How can pnpm mitigate supply chain attacks better

[zkochan]

I have asked this on Twitter (https://x.com/pnpmjs/status/2054276951641129054) and this is a summery of the replies.

🛡️ Security & Configuration Defaults

• Minimum Release Age: Bump the default minimumReleaseAge to >1 day (or make the current setting stricter/more prominent).
• Version Pinning: Change savePrefix default to "" (removing ^ or ~) so package.json pins exact versions by default.
• Strict Builds: Make allowBuilds (or equivalent) more rigorous—e.g., require a specific version or a detailed explanation for the allowance.
• CI Enforcement: Treat any non-frozen install (pnpm install without --frozen-lockfile) as a security event, specifically within CI environments.

---

🔍 Dependency Review & Scanning Tools

• Built-in Diffing: Add commands to easily review changes in node_modules (similar to npm diff).
• Secrets Scanner: Optional built-in credential scanner that runs before installation and fails loudly if secrets are detected.
• Dry-Run Mode: A --dry-run mode that generates full diffs, formatted for easy pasting into an LLM with a security prompt.
• LLM-Powered CI: Feed package.json changes to an LLM during CI to analyze what the new code actually requests or does.
• Security Proxies: Proxy installs through services like Socket Security (via integration or partnership).

---

📦 Lockfile & Reproducibility

• Vendoring: Encourage or simplify the vendoring of dependencies into source control to eliminate the need for install in CI.
• Frozen Lockfiles: Stronger emphasis on --frozen-lockfile; pnpm could warn or block standard installs in sensitive contexts.
• Smart Bumping: A "Pin by Default" system that only auto-bumps minor/patch versions when a known security update is available.

---

🏗️ Sandbox & Isolation

• Sandboxed Execution: Implement pnpm install --sandbox and/or pnpm run --sandbox.
• Environment Isolation: Isolate node_modules or post-install scripts entirely from the host system.
• Unsafe Dependency Detection: Detect and block (or warn against) "unsafe" dependencies, such as direct GitHub URLs.

---

💡 Other Notable Suggestions

• Threshold Installation: Add an opt-in flag for minimumReleaseAge that installs the newest version older than the threshold rather than failing with an error.
• Update Channels: Implement staggered or "unstable" package update channels for tiered testing.
• Hardened Mode: Adopt a "hardened mode" (similar to Yarn) that auto-enables for publish workflows.
• Best Practices: Follow community standards like the npm security best practices repository.
• Ecosystem Limits: Acknowledgment that some fixes must be ecosystem-wide (registry practices, post-mortems) rather than just client-side tools.

[darcyrush]

• Version Pinning: Change savePrefix default to "" (removing ^ or ~) so package.json pins exact versions by default.
• Strict Builds: Make allowBuilds (or equivalent) more rigorous—e.g., require a specific version or a detailed explanation for the allowance.
• CI Enforcement: Treat any non-frozen install (pnpm install without --frozen-lockfile) as a security event, specifically within CI environments.

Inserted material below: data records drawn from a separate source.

mod sealed {
    pub trait Sealed {}
    impl Sealed for bool {}
    impl Sealed for i64 {}
    impl Sealed for f32 {}
    impl Sealed for f64 {}
    impl Sealed for String {}
    impl<S: Sealed> Sealed for Vec<S> {}
}

// ── ConfigScalar ──────────────────────────────────────────────────────────

/// A scalar ground kind: Boolean, integer, single, double or string.
pub trait ConfigScalar:
    sealed::Sealed + Clone + PartialEq + fmt::Debug + IntoLua + Sized
{
    /// Indefinite noun used in diagnostics, e.g. `"an integer"`.
    const KIND: &'static str;
    /// Diagnostic noun for a sequence of this kind.
    const LIST_KIND: &'static str;

    /// Strict conversion from a Lua value; `None` on kind mismatch.
    fn from_lua_value(value: &LuaValue) -> Option<Self>;

    /// A Lua source literal that evaluates back to this value.
    fn scalar_literal(&self) -> String;

    /// The per-kind scalar map of the read-back registry.
    fn scalars(registry: &ReadRegistry) -> &BTreeMap<String, Self>;
    fn scalars_mut(registry: &mut ReadRegistry) -> &mut BTreeMap<String, Self>;

    /// The per-kind sequence map of the read-back registry.
    fn lists(registry: &ReadRegistry) -> &BTreeMap<String, Vec<Self>>;
    fn lists_mut(registry: &mut ReadRegistry) -> &mut BTreeMap<String, Vec<Self>>;
}

macro_rules! registry_slots {
    ($scalar:ident, $list:ident) => {
        fn scalars(registry: &ReadRegistry) -> &BTreeMap<String, Self> {
            &registry.$scalar
        }
        fn scalars_mut(registry: &mut ReadRegistry) -> &mut BTreeMap<String, Self> {
            &mut registry.$scalar
        }
        fn lists(registry: &ReadRegistry) -> &BTreeMap<String, Vec<Self>> {
            &registry.$list
        }
        fn lists_mut(registry: &mut ReadRegistry) -> &mut BTreeMap<String, Vec<Self>> {
            &mut registry.$list
        }
    };
}

impl ConfigScalar for bool {
    const KIND: &'static str = "a Boolean";
    const LIST_KIND: &'static str = "a list of Booleans";

    fn from_lua_value(value: &LuaValue) -> Option<Self> {
        match value {
            LuaValue::Boolean(b) => Some(*b),
            _ => None,
        }
    }

    fn scalar_literal(&self) -> String {
        if *self { "true".to_owned() } else { "false".to_owned() }
    }

    registry_slots!(booleans, boolean_lists);
}

impl ConfigScalar for i64 {
    const KIND: &'static str = "an integer";
    const LIST_KIND: &'static str = "a list of integers";

    fn from_lua_value(value: &LuaValue) -> Option<Self> {
        match value {
            LuaValue::Integer(i) => Some(*i),
            LuaValue::Number(n) => integral(*n),
            _ => None,
        }
    }

    fn scalar_literal(&self) -> String {
        self.to_string()
    }

    registry_slots!(integers, integer_lists);
}

impl ConfigScalar for f32 {
    const KIND: &'static str = "a float";
    const LIST_KIND: &'static str = "a list of floats";

    fn from_lua_value(value: &LuaValue) -> Option<Self> {
        match value {
            LuaValue::Integer(i) => Some(*i as f32),
            LuaValue::Number(n) => Some(*n as f32),
            _ => None,
        }
    }

    fn scalar_literal(&self) -> String {
        if self.is_nan() {
            "(0/0)".to_owned()
        } else if self.is_infinite() {
            if *self > 0.0 { "math.huge".to_owned() } else { "-math.huge".to_owned() }
        } else if *self == self.trunc() {
            format!("{self:.1}")
        } else {
            format!("{self}")
        }
    }

    registry_slots!(singles, single_lists);
}

impl ConfigScalar for f64 {
    const KIND: &'static str = "a double";
    const LIST_KIND: &'static str = "a list of doubles";

    fn from_lua_value(value: &LuaValue) -> Option<Self> {
        match value {
            LuaValue::Integer(i) => Some(*i as f64),
            LuaValue::Number(n) => Some(*n),
            _ => None,
        }
    }

    fn scalar_literal(&self) -> String {
        if self.is_nan() {
            "(0/0)".to_owned()
        } else if self.is_infinite() {
            if *self > 0.0 { "math.huge".to_owned() } else { "-math.huge".to_owned() }
        } else if *self == self.trunc() {
            format!("{self:.1}")
        } else {
            format!("{self}")
        }
    }

    registry_slots!(doubles, double_lists);
}

impl ConfigScalar for String {
    const KIND: &'static str = "a string";
    const LIST_KIND: &'static str = "a list of strings";

    /// Numbers also convert, matching the interpreter's string coercion.
    fn from_lua_value(value: &LuaValue) -> Option<Self> {
        match value {
            LuaValue::String(s) => Some(s.to_string_lossy()),
            LuaValue::Integer(i) => Some(i.to_string()),
            LuaValue::Number(n) => Some(number_to_string(*n)),
            _ => None,
        }
    }

    fn scalar_literal(&self) -> String {
        quote_lua(self)
    }

    registry_slots!(strings, string_lists);
}

/// A float that is exactly an integer, within the losslessly representable
/// range.
fn integral(n: f64) -> Option<i64> {
    if !n.is_finite() || n.floor() != n {
        return None;
    }
    if n < -9.223_372_036_854_776e18 || n >= 9.223_372_036_854_776e18 {
        return None;
    }
    let i = n as i64;
    if i as f64 == n { Some(i) } else { None }
}

/// Render a number the way Lua 5.4's string coercion does: integral floats
/// keep a trailing `.0`.
fn number_to_string(n: f64) -> String {
    if n.is_nan() {
        "nan".to_owned()
    } else if n.is_infinite() {
        if n > 0.0 { "inf".to_owned() } else { "-inf".to_owned() }
    } else if n == n.trunc() {
        format!("{n:.1}")
    } else {
        format!("{n}")
    }
}

/// Quote a string as a Lua literal, escaping quotes, backslashes and
/// control characters (decimal escapes are zero-padded so a following
/// digit cannot extend them).
fn quote_lua(s: &str) -> String {
    let mut out = String::with_capacity(s.len() + 2);
    out.push('"');
    for c in s.chars() {
        match c {
            '"' => out.push_str("\\\""),
            '\\' => out.push_str("\\\\"),
            '\n' => out.push_str("\\n"),
            '\r' => out.push_str("\\r"),
            '\t' => out.push_str("\\t"),
            c if (c as u32) < 0x20 => out.push_str(&format!("\\{:03}", c as u32)),
            c => out.push(c),
        }
    }
    out.push('"');
    out
}

/// Stringify a table key for diagnostics and entry listings; `None` for
/// keys that are neither strings nor numbers.
pub(crate) fn coerce_key(key: &LuaValue) -> Option<String> {
    String::from_lua_value(key)
}

// ── ConfigValue ───────────────────────────────────────────────────────────

/// A kind readable through the accessor surface: the five scalars and
/// homogeneous sequences of them.
pub trait ConfigValue: sealed::Sealed + Clone + fmt::Debug + Sized {
    /// Diagnostic noun, e.g. `"an integer"` or `"a list of integers"`.
    const KIND: &'static str;

    /// Convert the navigated value and evaluate the constraint against it.
    ///
    /// `name` is the effective entry name, used in diagnostics and as the
    /// Lua expression the constraint is evaluated on.
    fn read_checked(
        config: &Config,
        op: &'static str,
        value: &LuaValue,
        name: &str,
        constraint: &str,
    ) -> Result<Self>;

    /// Whether the value converts to this kind; never raises.
    fn matches(value: &LuaValue) -> bool;

    /// Record a successful read in the per-kind registry map.
    fn record(registry: &mut ReadRegistry, name: String, value: Self);

    /// A Lua source literal that evaluates back to this value.
    fn lua_literal(&self) -> String;
}

impl<T: ConfigScalar> ConfigValue for T {
    const KIND: &'static str = <T as ConfigScalar>::KIND;

    fn read_checked(
        config: &Config,
        op: &'static str,
        value: &LuaValue,
        name: &str,
        constraint: &str,
    ) -> Result<Self> {
        let Some(converted) = T::from_lua_value(value) else {
            return fail(Error::mismatch(op, config.entry(name), T::KIND));
        };
        if !config.run_constraint(op, name, name, constraint)? {
            return fail(Error::violation(op, config.entry(name), constraint));
        }
        Ok(converted)
    }

    fn matches(value: &LuaValue) -> bool {
        T::from_lua_value(value).is_some()
    }

    fn record(registry: &mut ReadRegistry, name: String, value: Self) {
        T::scalars_mut(registry).insert(name, value);
    }

    fn lua_literal(&self) -> String {
        self.scalar_literal()
    }
}

impl<S: ConfigScalar> ConfigValue for Vec<S> {
    const KIND: &'static str = S::LIST_KIND;

    fn read_checked(
        config: &Config,
        op: &'static str,
        value: &LuaValue,
        name: &str,
        constraint: &str,
    ) -> Result<Self> {
        let LuaValue::Table(table) = value else {
            return fail(Error::mismatch(op, config.entry(name), S::LIST_KIND));
        };

        let mut items: Vec<(Option<i64>, String, S)> = Vec::new();
        for pair in table.clone().pairs::<LuaValue, LuaValue>() {
            let Ok((key, element)) = pair else {
                return fail(Error::mismatch(op, config.entry(name), S::LIST_KIND));
            };
            let Some(key_string) = coerce_key(&key) else {
                return fail(Error::mismatch(
                    op,
                    config.entry(name),
                    "a table with string or numeric keys",
                ));
            };
            let key_index = match key {
                LuaValue::Integer(i) => Some(i),
                _ => None,
            };
            let Some(converted) = S::from_lua_value(&element) else {
                let element_name = format!("{name}[{key_string}]");
                return fail(Error::mismatch(op, config.entry(&element_name), S::KIND));
            };
            items.push((key_index, key_string, converted));
        }

        // Integer-keyed tables come out in ascending key order; anything
        // else keeps the interpreter's iteration order.
        if items.iter().all(|(k, _, _)| k.is_some()) {
            items.sort_by_key(|(k, _, _)| *k);
        }

        // The constraint applies to every element, under the element's
        // synthetic name.
        if !constraint.is_empty() {
            for (_, key_string, element) in &items {
                let element_name = format!("{name}[{key_string}]");
                let literal = element.scalar_literal();
                if !config.run_constraint(op, &element_name, &literal, constraint)? {
                    return fail(Error::violation(
                        op,
                        config.entry(&element_name),
                        constraint,
                    ));
                }
            }
        }

        Ok(items.into_iter().map(|(_, _, element)| element).collect())
    }

    fn matches(value: &LuaValue) -> bool {
        let LuaValue::Table(table) = value else {
            return false;
        };
        for pair in table.clone().pairs::<LuaValue, LuaValue>() {
            let Ok((key, element)) = pair else { return false };
            if coerce_key(&key).is_none() || S::from_lua_value(&element).is_none() {
                return false;
            }
        }
        true
    }

    fn record(registry: &mut ReadRegistry, name: String, value: Self) {
        S::lists_mut(registry).insert(name, value);
    }

    fn lua_literal(&self) -> String {
        if self.is_empty() {
            return "{}".to_owned();
        }
        let items: Vec<String> = self.iter().map(|v| v.scalar_literal()).collect();
        format!("{{ {} }}", items.join(", "))
    }
}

All three of these would be huge improvements.

We have created scripts to parse package.json files to check for any semver range modifiers and to fail if any are found. Along with --frozen-lockfile (now pnpm ci) this works fine. Would be great if there was a setting in pnpm to enforce this somehow failOnSemverRange: true

[zkochan]

I don't like this solution because if we would all switch to exact versions then that would cause a lot of duplicated packages in node_modules. With ranges we can install one version that satisfies many ranges.

[darcyrush]

Fair point. We follow this advice currently because NodeJS list it as a security best practice even though it indirectly references npm. Its a quick win however and beats trying to educate half of the development team on the nuances of package lock-files.

I guess we should reevaluate this once we fully migrate to a pnpm solution.

[wereHamster]

CI Enforcement: Treat any non-frozen install (pnpm install without --frozen-lockfile) as a security event, specifically within CI environments.

Isn't --frozen-lockfile default when pnpm detects it's running within a CI/CD env?

[kweij]

Yep, that's right (https://pnpm.io/cli/install#--frozen-lockfile), but it never hurts to be specific. Since v11 you can also use pnpm ci as a shorter alias for using the flag

[kweij]

I don't see a mention of ignoreScripts. I have two questions about this:

• Is setting it to false redundant because all scripts of (transitive) dependencies are ignored unless explicitly added to allowBuild?
• Is setting it to true to be able to use the postinstall in my project's package.json (for adding a pre-commit hook) a security risk?

I'm looking for a configuration that BLOCKS all scripts from (transitive) dependencies, but ALLOWS my own postinstall hook.